Is that actually the same thing though? My issue is with grdimage not grdcut - but perhaps grdimage is using grdcut under-the-hood? Still, the crash is in a different place in the code - gmt_gdalread vs gmt_gdal_read_grd (although gmt_gdal_read_grd is referenced…), and that bug report doesn’t mention getting an error about trying to allocate insane amounts of memory. I suppose it could be the same issue though, just presenting somewhat differently… :slight_smile:

Would need to dive in the debugger to confirm but I’m 100 -eps% sure it’s the same thing. The root of the problem is in reading sub-regions of an image.

Gotcha. I’ll go ahead and subscribe to that issue then, as it would be nice if I could ditch the gdal.Warp() step to pre-trim the images.

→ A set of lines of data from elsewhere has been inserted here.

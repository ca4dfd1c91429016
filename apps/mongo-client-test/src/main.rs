use clap::Parser;
use core_config::tracing::{init_tracing, install_color_eyre};
use database::mongodb::{EventDispatcher, connect_from_config, resolve_database};
use mongo_client_test::{
    DRIVER_VERSION,
    config::{Cli, Config},
    events::{
        ConnectionState, ConnectionStateListener, HeartbeatListener, ServerListener,
        TopologyListener,
    },
    poller::Poller,
    samples::{MongoSampleRepository, ensure_collection_not_empty},
    server, shutdown,
};
use observability::{MetricsLabels, init_metrics, spawn_upkeep};
use std::sync::Arc;
use std::time::Duration;
use tracing::info;

#[tokio::main(flavor = "multi_thread", worker_threads = 5)]
async fn main() -> eyre::Result<()> {
    // Install color-eyre first for colored error output
    install_color_eyre();

    let config = Config::load(Cli::parse())?;

    init_tracing(&config.log);

    let metrics = init_metrics(&MetricsLabels::new(DRIVER_VERSION))?;
    spawn_upkeep(metrics, Duration::from_secs(5));

    let shutdown = shutdown::listen_for_signals();

    // Metrics are served before the connection attempt so a hanging
    // connect still shows up in scrapes
    let listener = server::bind(&config.server).await?;
    let mut server = tokio::spawn(server::serve(listener, shutdown.clone()));

    let state = Arc::new(ConnectionState::new());
    let dispatcher = EventDispatcher::new()
        .with_listener(ServerListener)
        .with_listener(HeartbeatListener)
        .with_listener(TopologyListener::new())
        .with_listener(ConnectionStateListener::new(Arc::clone(&state)));

    info!("Connecting to MongoDB at {}", config.mongodb.target());
    let client = connect_from_config(&config.mongodb, Some(dispatcher.into_handler())).await?;
    let db = resolve_database(&client, &config.mongodb)?;

    info!(
        database = %db.name(),
        collection = %config.collection,
        "Successfully connected to MongoDB"
    );

    let repo = Arc::new(MongoSampleRepository::new(db, config.collection.clone()));
    ensure_collection_not_empty(repo.as_ref()).await?;

    let poller = Arc::new(Poller::new(repo, state, config.poller.clone()));
    let poll = poller.run(shutdown.clone());
    tokio::pin!(poll);
    tokio::select! {
        () = &mut poll => server.await??,
        served = &mut server => {
            served??;
            if !*shutdown.borrow() {
                eyre::bail!("Metrics server stopped before shutdown");
            }
            poll.await;
        }
    }

    info!("Shutting down: closing MongoDB connections");
    client.shutdown().await;
    info!("MongoDB client test shutdown complete");
    Ok(())
}
//! R_volution CLI - command-line control for R_volution media players.
//!
//! One-shot subcommands map onto the client façade; `watch` drives the
//! media-player entity in a polling loop until interrupted.

mod config;

use std::path::PathBuf;
use std::sync::Arc;
use std::time::Duration;

use anyhow::{bail, Context, Result};
use clap::{Parser, Subcommand};
use rvolution_core::{MediaPlayer, PlayerControl, RVolutionClient};
use tokio::signal;

use crate::config::CliConfig;

/// R_volution CLI - control an R_volution player over its HTTP command endpoint.
#[derive(Parser, Debug)]
#[command(name = "rvolution")]
#[command(author, version, about, long_about = None)]
struct Args {
    /// Path to the configuration file (YAML).
    #[arg(short, long, value_name = "FILE")]
    config: Option<PathBuf>,

    /// Player host or IP address (overrides config file and RVOLUTION_HOST).
    #[arg(short = 'H', long)]
    host: Option<String>,

    /// Log level (error, warn, info, debug, trace).
    #[arg(short, long, default_value = "warn", env = "RVOLUTION_LOG_LEVEL")]
    log_level: log::LevelFilter,

    #[command(subcommand)]
    command: Command,
}

#[derive(Subcommand, Debug)]
enum Command {
    /// Print the player status as JSON.
    Status,
    /// Start or resume playback.
    Play,
    /// Pause playback.
    Pause,
    /// Stop playback.
    Stop,
    /// Skip to the next track.
    Next,
    /// Return to the previous track.
    Previous,
    /// Set the absolute volume.
    Volume {
        #[arg(value_parser = clap::value_parser!(u8).range(0..=100))]
        level: u8,
    },
    /// Toggle mute.
    Mute {
        /// Request unmute instead of mute.
        #[arg(long)]
        off: bool,
    },
    /// Send an operation name or raw IR code with optional extra parameters.
    Send {
        operation: String,
        /// Extra query parameters as key=value.
        #[arg(value_parser = parse_key_value)]
        params: Vec<(String, String)>,
    },
    /// Poll the player and print state changes until interrupted.
    Watch,
}

fn parse_key_value(raw: &str) -> Result<(String, String), String> {
    match raw.split_once('=') {
        Some((key, value)) if !key.is_empty() => Ok((key.to_string(), value.to_string())),
        _ => Err(format!("expected key=value, got '{raw}'")),
    }
}

#[tokio::main]
async fn main() -> Result<()> {
    let args = Args::parse();

    env_logger::Builder::new()
        .filter_level(args.log_level)
        .format_timestamp_millis()
        .init();

    let mut config =
        CliConfig::load(args.config.as_deref()).context("Failed to load configuration")?;
    if let Some(host) = args.host {
        config.device.host = host;
    }

    let client = Arc::new(config.device.client(None).context(
        "Failed to create player client. \
         Please specify --host or set RVOLUTION_HOST to the player's address.",
    )?);
    log::info!(
        "Player: {} (timeout {:?})",
        client.base_url(),
        client.timeout()
    );

    let result = run(&client, args.command, &config).await;
    client.close();
    result
}

async fn run(client: &Arc<RVolutionClient>, command: Command, config: &CliConfig) -> Result<()> {
    let accepted = match command {
        Command::Status => {
            let status = client
                .try_get_status()
                .await
                .context("Failed to read player status")?;
            println!("{}", serde_json::to_string_pretty(&status)?);
            return Ok(());
        }
        Command::Play => client.play().await,
        Command::Pause => client.pause().await,
        Command::Stop => client.stop().await,
        Command::Next => client.next_track().await,
        Command::Previous => client.previous_track().await,
        Command::Volume { level } => client.set_volume(level).await,
        Command::Mute { off } => client.mute(!off).await,
        Command::Send { operation, params } => {
            let params: Vec<(&str, &str)> = params
                .iter()
                .map(|(k, v)| (k.as_str(), v.as_str()))
                .collect();
            client
                .try_send_command(&operation, &params)
                .await
                .with_context(|| format!("Command '{operation}' failed"))?;
            return Ok(());
        }
        Command::Watch => {
            let interval = Duration::from_secs(config.poll_interval_secs.max(1));
            return watch(Arc::clone(client) as Arc<dyn PlayerControl>, config.device.host.trim(), interval).await;
        }
    };

    if !accepted {
        bail!("Player at {} did not accept the command", client.host());
    }
    Ok(())
}

/// Polls through a [`MediaPlayer`] and prints a JSON line whenever its
/// snapshot changes.
async fn watch(control: Arc<dyn PlayerControl>, host: &str, interval: Duration) -> Result<()> {
    let mut player = MediaPlayer::new(control, host);
    let mut ticker = tokio::time::interval(interval);
    let mut last = None;

    let shutdown = shutdown_signal();
    tokio::pin!(shutdown);

    log::info!("Watching {} every {:?}", host, interval);

    loop {
        tokio::select! {
            _ = &mut shutdown => break,
            _ = ticker.tick() => {
                if !player.update().await {
                    log::warn!("No status from {}", host);
                }
                let snapshot = player.snapshot();
                if last.as_ref() != Some(&snapshot) {
                    println!("{}", serde_json::to_string(&snapshot)?);
                    last = Some(snapshot);
                }
            }
        }
    }

    log::info!("Shutdown signal received, stopping watch");
    Ok(())
}

/// Waits for a shutdown signal (Ctrl+C or SIGTERM).
async fn shutdown_signal() {
    let ctrl_c = async {
        if let Err(e) = signal::ctrl_c().await {
            log::error!("Failed to listen for Ctrl+C: {}", e);
            std::future::pending::<()>().await;
        }
    };

    #[cfg(unix)]
    let terminate = async {
        match signal::unix::signal(signal::unix::SignalKind::terminate()) {
            Ok(mut sigterm) => {
                sigterm.recv().await;
            }
            Err(e) => {
                log::error!("Failed to install SIGTERM handler: {}", e);
                std::future::pending::<()>().await;
            }
        }
    };

    #[cfg(not(unix))]
    let terminate = std::future::pending::<()>();

    tokio::select! {
        _ = ctrl_c => {},
        _ = terminate => {},
    }
}
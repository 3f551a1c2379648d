//! CLI configuration.
//!
//! Supports loading from YAML files with environment variable overrides.

use std::path::Path;

use anyhow::{Context, Result};
use rvolution_core::DeviceConfig;
use serde::Deserialize;

/// CLI configuration loaded from YAML with environment overrides.
#[derive(Debug, Deserialize)]
#[serde(default)]
pub struct CliConfig {
    /// Player connection settings.
    /// Overrides: `RVOLUTION_HOST`, `RVOLUTION_TIMEOUT_SECS`
    pub device: DeviceConfig,

    /// Interval in seconds between status polls in `watch`.
    /// Override: `RVOLUTION_POLL_INTERVAL`
    pub poll_interval_secs: u64,
}

impl Default for CliConfig {
    fn default() -> Self {
        Self {
            device: DeviceConfig::default(),
            poll_interval_secs: 10,
        }
    }
}

impl CliConfig {
    /// Loads configuration from a YAML file, then applies environment overrides.
    pub fn load(path: Option<&Path>) -> Result<Self> {
        let mut config = if let Some(path) = path {
            let content = std::fs::read_to_string(path)
                .with_context(|| format!("Failed to read config file: {}", path.display()))?;
            Self::from_yaml(&content)
                .with_context(|| format!("Failed to parse config file: {}", path.display()))?
        } else {
            Self::default()
        };

        config.apply_overrides(|key| std::env::var(key).ok());
        Ok(config)
    }

    fn from_yaml(content: &str) -> Result<Self> {
        Ok(serde_yaml::from_str(content)?)
    }

    /// Applies overrides looked up through `lookup`; unparseable values are ignored.
    fn apply_overrides(&mut self, lookup: impl Fn(&str) -> Option<String>) {
        if let Some(host) = lookup("RVOLUTION_HOST") {
            if !host.trim().is_empty() {
                self.device.host = host;
            }
        }

        if let Some(val) = lookup("RVOLUTION_TIMEOUT_SECS") {
            if let Ok(secs) = val.parse() {
                self.device.timeout_secs = secs;
            }
        }

        if let Some(val) = lookup("RVOLUTION_POLL_INTERVAL") {
            if let Ok(interval) = val.parse() {
                self.poll_interval_secs = interval;
            }
        }
    }
}
//! Low-level HTTP transport for the player's command endpoint.
//!
//! Builds the query string, sends one GET with a timeout and returns the raw
//! response body. Parsing lives in `response.rs`, command semantics in
//! `client.rs`.

use std::time::{Duration, Instant};

use reqwest::{Client, Url};

use crate::error::{ClientError, ClientResult};
use crate::protocol_constants::{CMD_PARAM, REQUEST_TIMEOUT_SECS};

/// Builder for a single request against the command endpoint.
///
/// Parameters keep insertion order. Setting a key that is already present
/// replaces its value in place, so caller-supplied extras merged after the
/// command code override it the same way a map update would.
///
/// # Example
/// ```ignore
/// let body = CommandRequestBuilder::new(&client, "http://192.168.1.50/cgi-bin/do")
///     .cmd("ir_code")
///     .param("ir_code", "B748BF00")
///     .send()
///     .await?;
/// ```
pub struct CommandRequestBuilder<'a> {
    client: &'a Client,
    base_url: &'a str,
    params: Vec<(String, String)>,
    timeout: Duration,
}

impl<'a> CommandRequestBuilder<'a> {
    /// Creates a request builder with the default timeout.
    ///
    /// # Arguments
    /// * `client` - The shared HTTP client
    /// * `base_url` - Full command endpoint URL (see `build_command_url`)
    #[must_use]
    pub fn new(client: &'a Client, base_url: &'a str) -> Self {
        Self {
            client,
            base_url,
            params: Vec::new(),
            timeout: Duration::from_secs(REQUEST_TIMEOUT_SECS),
        }
    }

    /// Sets the `cmd` parameter.
    #[must_use]
    pub fn cmd(self, cmd: &str) -> Self {
        self.param(CMD_PARAM, cmd)
    }

    /// Sets a query parameter, replacing any earlier value for `key`.
    #[must_use]
    pub fn param(mut self, key: impl Into<String>, value: impl Into<String>) -> Self {
        let key = key.into();
        let value = value.into();
        match self.params.iter_mut().find(|(k, _)| *k == key) {
            Some(existing) => existing.1 = value,
            None => self.params.push((key, value)),
        }
        self
    }

    /// Merges several parameters, in order.
    #[must_use]
    pub fn params<I, K, V>(self, params: I) -> Self
    where
        I: IntoIterator<Item = (K, V)>,
        K: Into<String>,
        V: Into<String>,
    {
        params
            .into_iter()
            .fold(self, |builder, (k, v)| builder.param(k, v))
    }

    /// Overrides the request timeout.
    #[must_use]
    pub fn timeout(mut self, timeout: Duration) -> Self {
        self.timeout = timeout;
        self
    }

    /// Builds the full request URL.
    ///
    /// # Errors
    /// Returns `ClientError::Configuration` if the base URL is not a valid URL.
    pub fn url(&self) -> ClientResult<Url> {
        Url::parse_with_params(self.base_url, &self.params).map_err(|e| {
            ClientError::Configuration(format!("invalid player URL {}: {}", self.base_url, e))
        })
    }

    /// Sends the request and returns the response body.
    ///
    /// # Errors
    /// * `ClientError::Http` on connection failure or timeout
    /// * `ClientError::HttpStatus` if the player answers with a non-success status
    pub async fn send(self) -> ClientResult<String> {
        let url = self.url()?;
        let cmd = self
            .params
            .iter()
            .find(|(k, _)| k == CMD_PARAM)
            .map_or("?", |(_, v)| v.as_str());

        log::debug!("[RVolution] GET {}", url);

        let start = Instant::now();
        let res = self.client.get(url).timeout(self.timeout).send().await;

        log::info!(
            "[RVolution] {} completed in {:?}: {:?}",
            cmd,
            start.elapsed(),
            res.as_ref().map(|r| r.status())
        );

        let res = res?;
        let status = res.status();
        let body = res.text().await?;

        if !status.is_success() {
            return Err(ClientError::HttpStatus(status.as_u16(), body));
        }

        log::debug!("[RVolution] Response body: {}", body);
        Ok(body)
    }

    /// Returns the query parameters without sending (for testing).
    #[cfg(test)]
    pub fn into_parts(self) -> (Vec<(String, String)>, Duration) {
        (self.params, self.timeout)
    }
}
//! R_volution Core - control library for R_volution media players.
//!
//! Players expose a single HTTP command endpoint (`/cgi-bin/do`) that answers
//! every request with a small `command_result` XML document. This crate wraps
//! that endpoint in an async client and a media-player entity model.
//!
//! # Architecture
//!
//! - [`device`]: HTTP client, request builder, response parser, IR code table
//! - [`player`]: Media-player entity with cached state and display mapping
//! - [`config`]: Serializable device configuration
//! - [`error`]: Centralized error types
//! - [`protocol_constants`]: Wire-level names and defaults
//!
//! # Abstraction Traits
//!
//! [`PlayerControl`](device::PlayerControl) decouples the entity model from
//! the HTTP client so front ends and tests can supply their own
//! implementation.

#![warn(clippy::all)]

pub mod config;
pub mod device;
pub mod error;
pub mod player;
pub mod protocol_constants;

// Re-export commonly used types at the crate root
pub use config::DeviceConfig;
pub use error::{ClientError, ClientResult, ErrorCode, FailureKind};
pub use player::{MediaPlayer, PlayerSnapshot, PlayerState};

// Re-export device types
pub use device::{
    parse_command_result, parse_response, CommandResponse, IrCodeMap, Operation, PlayerControl,
    RVolutionClient, RVolutionClientBuilder, StatusResult, StatusValue,
};
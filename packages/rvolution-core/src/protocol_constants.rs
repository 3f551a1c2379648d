//! Fixed protocol constants that should NOT be changed.
//!
//! These values are dictated by the player's HTTP control interface and
//! changing them would break communication with the device.

// ─────────────────────────────────────────────────────────────────────────────
// Endpoint
// ─────────────────────────────────────────────────────────────────────────────

/// Path of the single command endpoint on the player.
pub const COMMAND_PATH: &str = "/cgi-bin/do";

/// Query parameter carrying the command kind.
pub const CMD_PARAM: &str = "cmd";

/// `cmd` value for a status query.
pub const CMD_STATUS: &str = "status";

/// `cmd` value for an infrared-equivalent command.
pub const CMD_IR_CODE: &str = "ir_code";

/// Query parameter carrying the IR code of an `ir_code` command.
pub const IR_CODE_PARAM: &str = "ir_code";

/// Query parameter carrying the level of a volume command.
pub const LEVEL_PARAM: &str = "level";

// ─────────────────────────────────────────────────────────────────────────────
// Response Document
// ─────────────────────────────────────────────────────────────────────────────

/// Root element of every valid response.
pub const RESPONSE_ROOT: &str = "command_result";

/// Element carrying one `name`/`value` pair.
pub const PARAM_ELEMENT: &str = "param";

/// Device param holding the raw playback state.
pub const PARAM_PLAYER_STATE: &str = "player_state";

/// Device param holding the volume (0-100).
pub const PARAM_PLAYBACK_VOLUME: &str = "playback_volume";

/// Device param holding the mute flag (`"1"` = muted).
pub const PARAM_PLAYBACK_MUTE: &str = "playback_mute";

/// Device param holding the product name.
pub const PARAM_PRODUCT_NAME: &str = "product_name";

/// Device param reporting a rejected or failed request.
pub const PARAM_ERROR: &str = "error";

// ─────────────────────────────────────────────────────────────────────────────
// HTTP
// ─────────────────────────────────────────────────────────────────────────────

/// Timeout for a single request/response cycle (seconds).
///
/// The player lives on the LAN, so 10 seconds means it is gone.
pub const REQUEST_TIMEOUT_SECS: u64 = 10;

/// Highest volume level the player accepts.
pub const MAX_VOLUME: u8 = 100;

/// Display name used when the player has not reported a product name.
pub const DEFAULT_PLAYER_NAME: &str = "R Volution Player";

Though I might still need it to convert the projection of the tiffs to lat/long so the images get positioned correctly.

Thanks for the pointer!

???
Mind to elaborate? Projected images are actually easier to deal with since they don’t require any projection.

Sure, although it is arguably a different topic :slight_smile: The GeoTIFFs I’m working with are originally in the Alaska Albers projection. The map I am making is (currently) in a mercator projection, which I defined earlier in a call to basemap() (as shown in the example code, actually). If I try to use one of these GeoTIFFs directly, without first converting it to lat/long (which I have done already on the example TIFF I made available), I get a warning about there being no data within my map area, and indeed nothing draws. By first converting to lat/lon, things work as expected (as long as I avoid the crash, of course! :slight_smile: ). I tried specifying the source projection in the grdimage command, but that didn’t work either (though I don’t recall the exact issue with that one).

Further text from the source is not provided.